No scientific consensus

If the agency does rescind the soy-heart health claim, food and beverage companies would be allowed to use a less rigorous qualified health claim, as long as they have sufficient evidence to support a link between eating soy protein and a reduced risk of heart disease. A "lower scientific standard of evidence" than the authorized health claim would let producers use language that explains that the evidence on the link is limited.

To use the qualified health claim on a product, manufacturers are asked to petition the FDA about the phrasing they want to use. There are no specific phrases that meet the FDA's criteria for a qualified health claim. Rather, they will be determined on a case-by-case basis, and the agency will decide what language is in line with available evidence.

The qualified claim for soy doesn't mean the FDA wants people to stop consuming soy, elaborated Douglas Balantine, director of the Office of Nutrition and Food Labeling. "The Dietary Guidelines clearly continue to advise the use of plant-based foods like soy as a replacement for foods higher in saturated fat, [and that is] one technique that would reduce the risk of heart disease."

Only a dozen such health claims to date have received the FDA's blessing. One example is the effect of calcium and vitamin D in lowering the risk of osteoporosis.

Costs associated with relabeling the 200-300 products currently making the health claim are estimated at between $370,000 and $860,000 upfront, according to a federal filing.

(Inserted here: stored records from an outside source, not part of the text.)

use crate::core::context::WorkflowSettings;
use crate::core::verification::Thresholds;
use crate::db::pool::DEFAULT_BUSY_TIMEOUT_MS;
use crate::errors::{AppError, AppResult};
use serde::{Deserialize, Serialize};
use std::env;
use std::fs;
use std::io::Write;
use std::path::{Path, PathBuf};

pub mod migrate;

#[derive(Debug, Clone, PartialEq, Serialize, Deserialize)]
pub struct VerificationConfig {
    #[serde(default = "default_accuracy")]
    pub max_acceptable_accuracy_meters: f64,
    #[serde(default = "default_distance")]
    pub max_acceptable_distance_meters: f64,
    #[serde(default = "default_warning")]
    pub warning_distance_meters: f64,
    /// Falls back to `max_acceptable_distance_meters` when absent.
    #[serde(default, skip_serializing_if = "Option::is_none")]
    pub appeal_eligibility_distance_meters: Option<f64>,
}

fn default_accuracy() -> f64 {
    150.0
}
fn default_distance() -> f64 {
    500.0
}
fn default_warning() -> f64 {
    100.0
}

impl Default for VerificationConfig {
    fn default() -> Self {
        Self {
            max_acceptable_accuracy_meters: default_accuracy(),
            max_acceptable_distance_meters: default_distance(),
            warning_distance_meters: default_warning(),
            appeal_eligibility_distance_meters: None,
        }
    }
}

#[derive(Debug, Clone, PartialEq, Serialize, Deserialize)]
pub struct Config {
    pub database: String,
    #[serde(default = "default_zones_file")]
    pub zones_file: String,
    #[serde(default = "default_log_level")]
    pub log_level: String,
    #[serde(default = "default_busy_timeout")]
    pub busy_timeout_ms: u64,
    #[serde(default)]
    pub verification: VerificationConfig,
}

fn default_zones_file() -> String {
    Config::config_dir()
        .join("zones.yaml")
        .to_string_lossy()
        .to_string()
}
fn default_log_level() -> String {
    "warn".to_string()
}
fn default_busy_timeout() -> u64 {
    DEFAULT_BUSY_TIMEOUT_MS
}

impl Default for Config {
    fn default() -> Self {
        Self::with_database(Self::database_file())
    }
}

impl Config {
    fn with_database(db_path: PathBuf) -> Self {
        Self {
            database: db_path.to_string_lossy().to_string(),
            zones_file: default_zones_file(),
            log_level: default_log_level(),
            busy_timeout_ms: default_busy_timeout(),
            verification: VerificationConfig::default(),
        }
    }

    /// Return the standard configuration directory depending on the platform
    pub fn config_dir() -> PathBuf {
        if cfg!(target_os = "windows") {
            let appdata = env::var("APPDATA").unwrap_or_else(|_| ".".to_string());
            PathBuf::from(appdata).join("fieldcheck")
        } else {
            let home = env::var("HOME").unwrap_or_else(|_| ".".to_string());
            PathBuf::from(home).join(".fieldcheck")
        }
    }

    /// Return the full path of the config file
    pub fn config_file() -> PathBuf {
        Self::config_dir().join("fieldcheck.conf")
    }

    /// Return the full path of the SQLite database
    pub fn database_file() -> PathBuf {
        Self::config_dir().join("fieldcheck.sqlite")
    }

    /// Load configuration from file, or return defaults if not found
    pub fn load() -> AppResult<Self> {
        Self::load_from(&Self::config_file())
    }

    pub fn load_from(path: &Path) -> AppResult<Self> {
        if !path.exists() {
            return Ok(Self::default());
        }
        let content = fs::read_to_string(path)?;
        Self::parse(&content)
    }

    pub fn parse(yaml: &str) -> AppResult<Self> {
        let cfg: Config = serde_yaml::from_str(yaml)
            .map_err(|e| AppError::Config(format!("invalid configuration: {}", e)))?;
        cfg.validate()?;
        Ok(cfg)
    }

    /// Thresholds must be positive numbers.
    pub fn validate(&self) -> AppResult<()> {
        let v = &self.verification;
        let checks = [
            ("max_acceptable_accuracy_meters", Some(v.max_acceptable_accuracy_meters)),
            ("max_acceptable_distance_meters", Some(v.max_acceptable_distance_meters)),
            ("warning_distance_meters", Some(v.warning_distance_meters)),
            (
                "appeal_eligibility_distance_meters",
                v.appeal_eligibility_distance_meters,
            ),
        ];
        for (name, value) in checks {
            if let Some(x) = value
                && (!x.is_finite() || x <= 0.0)
            {
                return Err(AppError::Config(format!(
                    "verification.{} must be a positive number, got {}",
                    name, x
                )));
            }
        }
        Ok(())
    }

    pub fn thresholds(&self) -> Thresholds {
        Thresholds {
            max_acceptable_accuracy_meters: self.verification.max_acceptable_accuracy_meters,
            max_acceptable_distance_meters: self.verification.max_acceptable_distance_meters,
            warning_distance_meters: self.verification.warning_distance_meters,
        }
    }

    pub fn settings(&self) -> WorkflowSettings {
        WorkflowSettings {
            thresholds: self.thresholds(),
            appeal_eligibility_distance_meters: self
                .verification
                .appeal_eligibility_distance_meters,
        }
    }

    pub fn save(&self) -> AppResult<()> {
        let yaml = serde_yaml::to_string(self).map_err(|_| AppError::ConfigSave)?;
        fs::create_dir_all(Self::config_dir())?;
        let mut file = fs::File::create(Self::config_file())?;
        file.write_all(yaml.as_bytes())?;
        Ok(())
    }

    /// Initialize configuration and database files.
    /// Returns the configuration that was (or, in test mode, would have been) written.
    pub fn init_all(custom_db: Option<String>, is_test: bool) -> AppResult<Self> {
        let dir = Self::config_dir();

        let db_path = match custom_db {
            Some(name) => {
                let p = Path::new(&name);
                if p.is_absolute() {
                    p.to_path_buf()
                } else if is_test {
                    env::current_dir()?.join(p)
                } else {
                    dir.join(p)
                }
            }
            None => Self::database_file(),
        };

        let config = Self::with_database(db_path.clone());

        if !is_test {
            config.save()?;
            println!("✅ Config file: {:?}", Self::config_file());
        }

        if let Some(parent) = db_path.parent()
            && !parent.as_os_str().is_empty()
        {
            fs::create_dir_all(parent)?;
        }
        if !db_path.exists() {
            fs::File::create(&db_path)?;
        }

        println!("✅ Database:    {:?}", db_path);

        Ok(config)
    }
}

#[cfg(test)]
mod tests {
    use super::*;

    #[test]
    fn old_files_without_verification_section_still_load() {
        let cfg = Config::parse("database: /tmp/x.sqlite\n").unwrap();
        assert_eq!(cfg.database, "/tmp/x.sqlite");
        assert_eq!(cfg.verification, VerificationConfig::default());
        assert_eq!(cfg.busy_timeout_ms, DEFAULT_BUSY_TIMEOUT_MS);
        assert_eq!(cfg.settings().appeal_min_distance(), 500.0);
    }

    #[test]
    fn eligibility_distance_overrides_ceiling() {
        let cfg = Config::parse(
            "database: db.sqlite\nverification:\n  max_acceptable_distance_meters: 300\n  \
             appeal_eligibility_distance_meters: 450\n",
        )
        .unwrap();
        assert_eq!(cfg.thresholds().max_acceptable_distance_meters, 300.0);
        assert_eq!(cfg.thresholds().max_acceptable_accuracy_meters, 150.0);
        assert_eq!(cfg.settings().appeal_min_distance(), 450.0);
    }

    #[test]
    fn non_positive_thresholds_are_refused() {
        let err = Config::parse(
            "database: db.sqlite\nverification:\n  max_acceptable_accuracy_meters: 0\n",
        )
        .unwrap_err();
        assert!(matches!(err, AppError::Config(_)));
    }
}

The American Heart Assn. (, which submitted a comment letter with the agency in 2007 to get soy's authorized claim revoked, says its position hasn't changed since then.

"We are on board with the FDA’s proposal to revoke the soy protein and coronary heart disease health claim," says the AHA's Retha Sherrod, director of media advocacy. "Back in 2007, we urged them to take this action. One of the key reasons this is necessary is because we concur with the FDA’s stance that the scientific evidence no longer supports a significant scientific agreement level health claim."